- **WORK INSTRUCTION**
For this exercise, return exactly the lines of the material below that begin at the one with "Ok(product)" and stop after the one with "mod history;".

- **EXCERPTED DATA**
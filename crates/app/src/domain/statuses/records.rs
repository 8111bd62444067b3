//! Order Status Records

use std::{fmt, str::FromStr};

use jiff::Timestamp;
use serde::{Deserialize, Serialize};

use crate::{domain::columns::UnknownVariant, uuids::TypedUuid};

/// Order Status UUID
pub type OrderStatusUuid = TypedUuid<OrderStatusRecord>;

/// Statuses the order pipeline itself needs to find.
#[derive(Debug, Clone, Copy, PartialEq, Eq, Hash, Serialize, Deserialize)]
#[serde(rename_all = "snake_case")]
pub enum WellKnownStatus {
    Pending,
    Processing,
    Shipped,
    Delivered,
    Cancelled,
}

impl WellKnownStatus {
    /// The unique `code` the status is stored under.
    #[must_use]
    pub const fn code(self) -> &'static str {
        match self {
            Self::Pending => "pending",
            Self::Processing => "processing",
            Self::Shipped => "shipped",
            Self::Delivered => "delivered",
            Self::Cancelled => "cancelled",
        }
    }
}

impl FromStr for WellKnownStatus {
    type Err = UnknownVariant;

    fn from_str(value: &str) -> Result<Self, Self::Err> {
        match value {
            "pending" => Ok(Self::Pending),
            "processing" => Ok(Self::Processing),
            "shipped" => Ok(Self::Shipped),
            "delivered" => Ok(Self::Delivered),
            "cancelled" => Ok(Self::Cancelled),
            other => Err(UnknownVariant::new("order status", other)),
        }
    }
}

impl fmt::Display for WellKnownStatus {
    fn fmt(&self, f: &mut fmt::Formatter<'_>) -> fmt::Result {
        f.write_str(self.code())
    }
}

/// Order Status Record
#[derive(Debug, Clone, PartialEq, Eq, Serialize)]
#[serde(rename_all = "camelCase")]
pub struct OrderStatusRecord {
    pub uuid: OrderStatusUuid,
    pub code: String,
    pub title: String,
    pub position: i32,
    pub is_terminal: bool,
    pub created_at: Timestamp,
}

impl OrderStatusRecord {
    /// Whether this record is the given well-known status.
    #[must_use]
    pub fn is(&self, status: WellKnownStatus) -> bool {
        self.code == status.code()
    }
}
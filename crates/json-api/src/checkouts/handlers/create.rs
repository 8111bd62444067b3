//! Create Checkout Handler

use std::sync::Arc;

use salvo::{
    http::header::LOCATION,
    oapi::{ToSchema, extract::JsonBody},
    prelude::*,
};
use serde::{Deserialize, Serialize};
use uuid::Uuid;

use storefront_app::domain::checkouts::{data::NewCheckout, records::CheckoutUuid};

use crate::{
    checkouts::{
        errors::into_status_error,
        models::{CheckoutDetailsBody, CheckoutItemBody, CheckoutResponse},
    },
    extensions::*,
    observability::record_checkout_created,
    state::State,
};

/// Create Checkout Request
#[derive(Debug, Serialize, Deserialize, ToSchema)]
#[serde(rename_all = "camelCase")]
pub(crate) struct CreateCheckoutRequest {
    /// Id for the new order; generated when omitted
    #[serde(default)]
    pub uuid: Option<Uuid>,

    pub items: Vec<CheckoutItemBody>,

    #[serde(flatten)]
    pub details: CheckoutDetailsBody,
}

impl From<CreateCheckoutRequest> for NewCheckout {
    fn from(request: CreateCheckoutRequest) -> Self {
        NewCheckout {
            uuid: request
                .uuid
                .map_or_else(CheckoutUuid::new, CheckoutUuid::from_uuid),
            items: request.items.into_iter().map(Into::into).collect(),
            details: request.details.into(),
        }
    }
}

/// Create Checkout Handler
///
/// Places an order for the given products at their current price.
#[endpoint(
    tags("checkout"),
    summary = "Place Order",
    security(("user_uuid" = [])),
    responses(
        (status_code = StatusCode::CREATED, description = "Order placed"),
        (status_code = StatusCode::BAD_REQUEST, description = "Invalid items, address, shipping method or coupon"),
        (status_code = StatusCode::NOT_FOUND, description = "Coupon not found"),
        (status_code = StatusCode::CONFLICT, description = "Coupon used up or order already exists"),
        (status_code = StatusCode::INTERNAL_SERVER_ERROR, description = "Internal Server Error"),
    ),
)]
#[tracing::instrument(
    name = "checkouts.create",
    skip(json, depot, res),
    fields(
        user_uuid = tracing::field::Empty,
        checkout_uuid = tracing::field::Empty,
        items_count = tracing::field::Empty
    ),
    err
)]
pub(crate) async fn handler(
    json: JsonBody<CreateCheckoutRequest>,
    depot: &mut Depot,
    res: &mut Response,
) -> Result<Json<CheckoutResponse>, StatusError> {
    let state = depot.obtain_or_500::<Arc<State>>()?;
    let user = depot.user_uuid_or_401()?;
    let checkout: NewCheckout = json.into_inner().into();

    let span = tracing::Span::current();

    span.record("user_uuid", tracing::field::display(user));
    span.record("checkout_uuid", tracing::field::display(checkout.uuid));
    span.record("items_count", checkout.items.len());

    let order = state
        .app
        .checkouts
        .create_checkout(user, checkout)
        .await
        .map_err(into_status_error)?;

    record_checkout_created("direct");

    res.add_header(LOCATION, format!("/user/checkout/{}", order.uuid), true)
        .or_500("failed to set location header")?
        .status_code(StatusCode::CREATED);

    Ok(Json(order.into()))
}
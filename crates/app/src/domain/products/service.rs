//! Products service.

use async_trait::async_trait;
use mockall::automock;
use tracing::info;

use crate::{
    database::Db,
    domain::products::{
        errors::ProductsServiceError,
        data::{NewAttribute, NewCategory, NewProduct},
        records::{AttributeRecord, CategoryRecord, ProductRecord, ProductUuid, StockStatus},
        repositories::{PgAttributesRepository, PgCategoriesRepository, PgProductsRepository},
    },
};

#[derive(Debug, Clone)]
pub struct PgProductsService {
    db: Db,
    products: PgProductsRepository,
    categories: PgCategoriesRepository,
    attributes: PgAttributesRepository,
}

impl PgProductsService {
    #[must_use]
    pub fn new(db: Db) -> Self {
        Self {
            db,
            products: PgProductsRepository::new(),
            categories: PgCategoriesRepository::new(),
            attributes: PgAttributesRepository::new(),
        }
    }
}

#[async_trait]
impl ProductsService for PgProductsService {
    #[tracing::instrument(
        name = "products.service.create_category",
        skip(self, category),
        fields(category_uuid = %category.uuid),
        err
    )]
    async fn create_category(
        &self,
        category: NewCategory,
    ) -> Result<CategoryRecord, ProductsServiceError> {
        let mut tx = self.db.begin().await?;

        let created = self.categories.create_category(&mut tx, category).await?;

        tx.commit().await?;

        Ok(created)
    }

    #[tracing::instrument(
        name = "products.service.create_attribute",
        skip(self, attribute),
        fields(attribute_uuid = %attribute.uuid, value_count = attribute.values.len()),
        err
    )]
    async fn create_attribute(
        &self,
        attribute: NewAttribute,
    ) -> Result<AttributeRecord, ProductsServiceError> {
        if attribute.values.is_empty() {
            return Err(ProductsServiceError::MissingRequiredData);
        }

        let mut tx = self.db.begin().await?;

        let created = self.attributes.create_attribute(&mut tx, attribute).await?;

        tx.commit().await?;

        Ok(created)
    }

    #[tracing::instrument(
        name = "products.service.create_product",
        skip(self, product),
        fields(product_uuid = %product.uuid, sku = %product.sku),
        err
    )]
    async fn create_product(
        &self,
        product: NewProduct,
    ) -> Result<ProductRecord, ProductsServiceError> {
        if product
            .discount_price
            .is_some_and(|discount_price| discount_price > product.price)
        {
            return Err(ProductsServiceError::InvalidData);
        }

        let mut tx = self.db.begin().await?;

        let created = self.products.create_product(&mut tx, product).await?;

        tx.commit().await?;

        info!(product_uuid = %created.uuid, "created product");

        Ok(created)
    }

    #[tracing::instrument(name = "products.service.get_product", skip(self), err)]
    async fn get_product(&self, product: ProductUuid) -> Result<ProductRecord, ProductsServiceError> {
        let mut tx = self.db.begin().await?;

        let product = self.products.get_product(&mut tx, product).await?;

        tx.commit().await?;

        Ok(product)
    }

    #[tracing::instrument(name = "products.service.set_stock", skip(self), err)]
    async fn set_stock(
        &self,
        product: ProductUuid,
        total_stock: u64,
        stock_status: StockStatus,
    ) -> Result<(), ProductsServiceError> {
        let mut tx = self.db.begin().await?;

        let rows_affected = self
            .products
            .set_stock(&mut tx, product, total_stock, stock_status)
            .await?;

        if rows_affected == 0 {
            return Err(ProductsServiceError::NotFound);
        }

        tx.commit().await?;

        Ok(())
    }
}

#[automock]
#[async_trait]
pub trait ProductsService: Send + Sync {
    /// Creates a category products and coupons can refer to.
    async fn create_category(
        &self,
        category: NewCategory,
    ) -> Result<CategoryRecord, ProductsServiceError>;

    /// Creates an attribute together with its selectable values.
    async fn create_attribute(
        &self,
        attribute: NewAttribute,
    ) -> Result<AttributeRecord, ProductsServiceError>;

    /// Creates a product and links its attributes.
    async fn create_product(&self, product: NewProduct)
    -> Result<ProductRecord, ProductsServiceError>;

    /// Retrieve a single product.
    async fn get_product(&self, product: ProductUuid) -> Result<ProductRecord, ProductsServiceError>;

    /// Replace the stock level and availability of a product.
    async fn set_stock(
        &self,
        product: ProductUuid,
        total_stock: u64,
        stock_status: StockStatus,
    ) -> Result<(), ProductsServiceError>;
}
mod checkouts;
mod history;

pub(crate) use checkouts::{CheckoutHeader, OrderLine, PendingCheckout, PgCheckoutsRepository};
pub(crate) use history::PgStatusHistoryRepository;
mod shipping_methods;

pub(crate) use shipping_methods::PgShippingMethodsRepository;
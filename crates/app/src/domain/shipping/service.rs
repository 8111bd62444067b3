//! Shipping service.

use async_trait::async_trait;
use mockall::automock;
use tracing::info;

use crate::{
    database::Db,
    domain::shipping::{
        data::NewShippingMethod, errors::ShippingServiceError, records::ShippingMethodRecord,
        repositories::PgShippingMethodsRepository,
    },
};

#[derive(Debug, Clone)]
pub struct PgShippingService {
    db: Db,
    repository: PgShippingMethodsRepository,
}

impl PgShippingService {
    #[must_use]
    pub fn new(db: Db) -> Self {
        Self {
            db,
            repository: PgShippingMethodsRepository::new(),
        }
    }
}

#[async_trait]
impl ShippingService for PgShippingService {
    #[tracing::instrument(
        name = "shipping.service.create_shipping_method",
        skip(self, method),
        fields(shipping_method_uuid = %method.uuid, charge = method.charge),
        err
    )]
    async fn create_shipping_method(
        &self,
        method: NewShippingMethod,
    ) -> Result<ShippingMethodRecord, ShippingServiceError> {
        let mut tx = self.db.begin().await?;

        let created = self
            .repository
            .create_shipping_method(&mut tx, method)
            .await?;

        tx.commit().await?;

        info!(shipping_method_uuid = %created.uuid, "created shipping method");

        Ok(created)
    }

    #[tracing::instrument(name = "shipping.service.list_shipping_methods", skip(self), err)]
    async fn list_shipping_methods(
        &self,
        active_only: bool,
    ) -> Result<Vec<ShippingMethodRecord>, ShippingServiceError> {
        let mut tx = self.db.begin().await?;

        let methods = self
            .repository
            .list_shipping_methods(&mut tx, active_only)
            .await?;

        tx.commit().await?;

        Ok(methods)
    }
}

#[automock]
#[async_trait]
pub trait ShippingService: Send + Sync {
    /// Creates a shipping method with a flat charge.
    async fn create_shipping_method(
        &self,
        method: NewShippingMethod,
    ) -> Result<ShippingMethodRecord, ShippingServiceError>;

    /// Lists shipping methods, cheapest first.
    async fn list_shipping_methods(
        &self,
        active_only: bool,
    ) -> Result<Vec<ShippingMethodRecord>, ShippingServiceError>;
}

#[cfg(test)]
mod tests {
    use testresult::TestResult;

    use crate::{domain::shipping::records::ShippingMethodUuid, test::TestContext};

    use super::*;

    fn method(name: &str, charge: u64, is_active: bool) -> NewShippingMethod {
        NewShippingMethod {
            uuid: ShippingMethodUuid::new(),
            name: name.to_string(),
            charge,
            is_active,
        }
    }

    #[tokio::test]
    async fn inactive_methods_are_hidden_when_requested() -> TestResult {
        let ctx = TestContext::new().await;

        ctx.shipping
            .create_shipping_method(method("Express", 12_00, true))
            .await?;
        ctx.shipping
            .create_shipping_method(method("Standard", 5_00, true))
            .await?;
        ctx.shipping
            .create_shipping_method(method("Pigeon", 1_00, false))
            .await?;

        let active: Vec<String> = ctx
            .shipping
            .list_shipping_methods(true)
            .await?
            .into_iter()
            .map(|method| method.name)
            .collect();

        assert_eq!(active, ["Standard", "Express"]);
        assert_eq!(ctx.shipping.list_shipping_methods(false).await?.len(), 3);

        Ok(())
    }

    #[tokio::test]
    async fn duplicate_name_returns_already_exists() -> TestResult {
        let ctx = TestContext::new().await;

        ctx.shipping
            .create_shipping_method(method("Standard", 5_00, true))
            .await?;

        let result = ctx
            .shipping
            .create_shipping_method(method("Standard", 6_00, true))
            .await;

        assert!(
            matches!(result, Err(ShippingServiceError::AlreadyExists)),
            "expected AlreadyExists, got {result:?}"
        );

        Ok(())
    }
}
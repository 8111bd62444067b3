use clap::{Args, ValueEnum};
use jiff::Timestamp;
use storefront_app::{
    database::{self, Db},
    domain::{
        coupons::{
            CouponsService, PgCouponsService,
            data::NewCoupon,
            records::{CouponStatus, CouponUuid, Discount},
        },
        products::records::{CategoryUuid, ProductUuid},
    },
};
use uuid::Uuid;

#[derive(Debug, Clone, Copy, ValueEnum)]
enum DiscountKind {
    Percentage,
    Fixed,
}

#[derive(Debug, Args)]
pub(crate) struct CreateCouponArgs {
    /// Code shoppers enter at checkout
    #[arg(long)]
    code: String,

    /// Unique campaign name
    #[arg(long)]
    campaign_name: String,

    #[arg(long)]
    description: Option<String>,

    #[arg(long, value_enum)]
    discount_kind: DiscountKind,

    /// Percentage (1-100) or fixed amount in minor units
    #[arg(long)]
    discount_value: u64,

    /// Start of the validity window, e.g. 2026-03-01T00:00:00Z
    #[arg(long)]
    starts_at: Timestamp,

    /// End of the validity window
    #[arg(long)]
    ends_at: Timestamp,

    /// Total redemptions allowed; unlimited when omitted
    #[arg(long)]
    max_uses: Option<u64>,

    #[arg(long, default_value_t = 1)]
    max_uses_per_user: u64,

    #[arg(long)]
    min_order_amount: Option<u64>,

    #[arg(long)]
    max_discount_amount: Option<u64>,

    /// Restrict the coupon to these products
    #[arg(long = "product", value_name = "UUID")]
    products: Vec<Uuid>,

    /// Restrict the coupon to these categories
    #[arg(long = "category", value_name = "UUID")]
    categories: Vec<Uuid>,

    /// PostgreSQL connection string
    #[arg(long, env = "DATABASE_URL", hide_env_values = true)]
    database_url: String,
}

pub(crate) async fn run(args: CreateCouponArgs) -> Result<(), String> {
    let pool = database::connect(&args.database_url)
        .await
        .map_err(|error| format!("failed to connect to database: {error}"))?;

    let service = PgCouponsService::new(Db::new(pool));

    let discount = match args.discount_kind {
        DiscountKind::Percentage => Discount::Percentage(args.discount_value),
        DiscountKind::Fixed => Discount::Fixed(args.discount_value),
    };

    let coupon = service
        .create_coupon(NewCoupon {
            uuid: CouponUuid::new(),
            code: args.code,
            campaign_name: args.campaign_name,
            description: args.description,
            discount,
            starts_at: args.starts_at,
            ends_at: args.ends_at,
            max_uses: args.max_uses,
            max_uses_per_user: args.max_uses_per_user,
            min_order_amount: args.min_order_amount,
            max_discount_amount: args.max_discount_amount,
            status: CouponStatus::Active,
            scoped_products: args.products.into_iter().map(ProductUuid::from_uuid).collect(),
            scoped_categories: args
                .categories
                .into_iter()
                .map(CategoryUuid::from_uuid)
                .collect(),
        })
        .await
        .map_err(|error| format!("failed to create coupon: {error}"))?;

    println!("coupon_uuid: {}", coupon.uuid);
    println!("code: {}", coupon.code);
    println!("campaign: {}", coupon.campaign_name);

    Ok(())
}
//! Comma-separated uuid query values.

use salvo::prelude::StatusError;
use uuid::Uuid;

use crate::extensions::*;

/// Parse `a,b,c` into uuids, ignoring blank entries.
pub(crate) fn parse_uuid_list(value: &str, name: &str) -> Result<Vec<Uuid>, StatusError> {
    value
        .split(',')
        .map(str::trim)
        .filter(|entry| !entry.is_empty())
        .map(Uuid::parse_str)
        .collect::<Result<Vec<_>, _>>()
        .or_400(&format!("could not parse \"{name}\" query parameter"))
}
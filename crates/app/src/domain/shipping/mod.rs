//! Shipping Methods

pub mod data;
pub mod errors;
pub mod records;
pub(crate) mod repositories;
pub mod service;

pub use errors::ShippingServiceError;
pub use service::*;
//! Toggle Wishlist Handler

use std::sync::Arc;

use salvo::{oapi::extract::PathParam, prelude::*};
use uuid::Uuid;

use crate::{carts::errors::into_status_error, extensions::*, state::State};

/// Toggle Wishlist Handler
///
/// Moves a line from the cart to the wishlist or back.
#[endpoint(
    tags("cart"),
    summary = "Toggle Wishlist",
    security(("user_uuid" = [])),
    responses(
        (status_code = StatusCode::NO_CONTENT, description = "Line moved"),
        (status_code = StatusCode::NOT_FOUND, description = "Cart item not found"),
        (status_code = StatusCode::CONFLICT, description = "Same selection already in the other list"),
        (status_code = StatusCode::INTERNAL_SERVER_ERROR, description = "Internal Server Error"),
    ),
)]
pub(crate) async fn handler(
    line: PathParam<Uuid>,
    depot: &mut Depot,
) -> Result<StatusCode, StatusError> {
    let state = depot.obtain_or_500::<Arc<State>>()?;
    let user = depot.user_uuid_or_401()?;

    let item = state
        .app
        .carts
        .toggle_wishlist(user, line.into_inner().into())
        .await
        .map_err(into_status_error)?;

    tracing::info!(cart_item_uuid = %item.uuid, is_wishlist = item.is_wishlist, "toggled wishlist");

    Ok(StatusCode::NO_CONTENT)
}
//! Bulk Remove Cart Items Handler

use std::sync::Arc;

use salvo::prelude::*;

use storefront_app::domain::carts::records::CartItemUuid;

use crate::{carts::errors::into_status_error, extensions::*, state::State};

/// Bulk Remove Cart Items Handler
///
/// Takes the lines to remove as `cartIds=a,b,c`.
#[endpoint(
    tags("cart"),
    summary = "Remove Several Cart Items",
    security(("user_uuid" = [])),
    responses(
        (status_code = StatusCode::NO_CONTENT, description = "Cart items removed"),
        (status_code = StatusCode::NOT_FOUND, description = "None of the cart items were found"),
        (status_code = StatusCode::BAD_REQUEST, description = "Bad Request"),
        (status_code = StatusCode::INTERNAL_SERVER_ERROR, description = "Internal Server Error"),
    ),
)]
pub(crate) async fn handler(req: &mut Request, depot: &mut Depot) -> Result<StatusCode, StatusError> {
    let state = depot.obtain_or_500::<Arc<State>>()?;
    let user = depot.user_uuid_or_401()?;

    let raw = req
        .query::<String>("cartIds")
        .ok_or_else(|| StatusError::bad_request().brief("missing \"cartIds\" query parameter"))?;

    let items: Vec<CartItemUuid> = parse_uuid_list(&raw, "cartIds")?
        .into_iter()
        .map(CartItemUuid::from_uuid)
        .collect();

    let removed = state
        .app
        .carts
        .remove_items(user, items)
        .await
        .map_err(into_status_error)?;

    tracing::info!(user_uuid = %user, removed, "removed cart items");

    Ok(StatusCode::NO_CONTENT)
}
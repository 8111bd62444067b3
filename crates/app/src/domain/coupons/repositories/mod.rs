mod coupons;

pub(crate) use coupons::PgCouponsRepository;
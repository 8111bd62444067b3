//! Errors

use salvo::http::StatusError;
use tracing::error;

use storefront_app::domain::checkouts::CheckoutsServiceError;

use crate::observability::record_coupon_rejection;

pub(crate) fn into_status_error(error: CheckoutsServiceError) -> StatusError {
    match error {
        CheckoutsServiceError::AlreadyExists => {
            StatusError::conflict().brief("Order already exists")
        }
        CheckoutsServiceError::NotFound => StatusError::not_found().brief("Order not found"),
        CheckoutsServiceError::CouponNotFound => {
            StatusError::not_found().brief("Coupon not found")
        }
        CheckoutsServiceError::CouponRejected(rejection) => {
            record_coupon_rejection(rejection.reason());

            if rejection.is_exhausted() {
                StatusError::conflict().brief(rejection.to_string())
            } else {
                StatusError::bad_request().brief(rejection.to_string())
            }
        }
        CheckoutsServiceError::InvalidTransition(reason) => StatusError::conflict().brief(reason),
        CheckoutsServiceError::InvalidReference(reason)
        | CheckoutsServiceError::InvalidData(reason) => StatusError::bad_request().brief(reason),
        error @ (CheckoutsServiceError::MissingRequiredData
        | CheckoutsServiceError::NoActiveCartItems) => {
            StatusError::bad_request().brief(error.to_string())
        }
        CheckoutsServiceError::Sql(source) => {
            error!("checkout storage error: {source}");

            StatusError::internal_server_error()
        }
    }
}
//! Result helper extensions for HTTP handlers.

use std::fmt::Display;

use salvo::prelude::StatusError;
use tracing::error;

/// Map any error to an HTTP error.
pub(crate) trait ResultExt<T> {
    /// Log the error and answer 500.
    fn or_500(self, context: &str) -> Result<T, StatusError>;

    /// Answer 400 with `brief`.
    fn or_400(self, brief: &str) -> Result<T, StatusError>;
}

impl<T, E> ResultExt<T> for Result<T, E>
where
    E: Display,
{
    fn or_500(self, context: &str) -> Result<T, StatusError> {
        self.map_err(|error| {
            error!("{context}: {error}");

            StatusError::internal_server_error()
        })
    }

    fn or_400(self, brief: &str) -> Result<T, StatusError> {
        self.map_err(|error| StatusError::bad_request().brief(format!("{brief}: {error}")))
    }
}
//! Process-global observability runtime settings.

use std::sync::atomic::{AtomicU64, Ordering};

use crate::config::ServerConfig;

const DEFAULT_SLOW_REQUEST_THRESHOLD_MS: u64 = 1_000;

static SLOW_REQUEST_THRESHOLD_MS: AtomicU64 = AtomicU64::new(DEFAULT_SLOW_REQUEST_THRESHOLD_MS);

pub(super) fn apply_runtime_config(config: &ServerConfig) {
    SLOW_REQUEST_THRESHOLD_MS.store(
        config.observability.slow_request_threshold_ms,
        Ordering::Relaxed,
    );
}

pub(super) fn slow_request_threshold_ms() -> u64 {
    SLOW_REQUEST_THRESHOLD_MS.load(Ordering::Relaxed)
}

- **PROBLEM SOLUTION**
        Ok(product)
    }

    #[tracing::instrument(name = "products.service.set_stock", skip(self), err)]
    async fn set_stock(
        &self,
        product: ProductUuid,
        total_stock: u64,
        stock_status: StockStatus,
    ) -> Result<(), ProductsServiceError> {
        let mut tx = self.db.begin().await?;

        let rows_affected = self
            .products
            .set_stock(&mut tx, product, total_stock, stock_status)
            .await?;

        if rows_affected == 0 {
            return Err(ProductsServiceError::NotFound);
        }

        tx.commit().await?;

        Ok(())
    }
}

#[automock]
#[async_trait]
pub trait ProductsService: Send + Sync {
    /// Creates a category products and coupons can refer to.
    async fn create_category(
        &self,
        category: NewCategory,
    ) -> Result<CategoryRecord, ProductsServiceError>;

    /// Creates an attribute together with its selectable values.
    async fn create_attribute(
        &self,
        attribute: NewAttribute,
    ) -> Result<AttributeRecord, ProductsServiceError>;

    /// Creates a product and links its attributes.
    async fn create_product(&self, product: NewProduct)
    -> Result<ProductRecord, ProductsServiceError>;

    /// Retrieve a single product.
    async fn get_product(&self, product: ProductUuid) -> Result<ProductRecord, ProductsServiceError>;

    /// Replace the stock level and availability of a product.
    async fn set_stock(
        &self,
        product: ProductUuid,
        total_stock: u64,
        stock_status: StockStatus,
    ) -> Result<(), ProductsServiceError>;
}
mod checkouts;
mod history;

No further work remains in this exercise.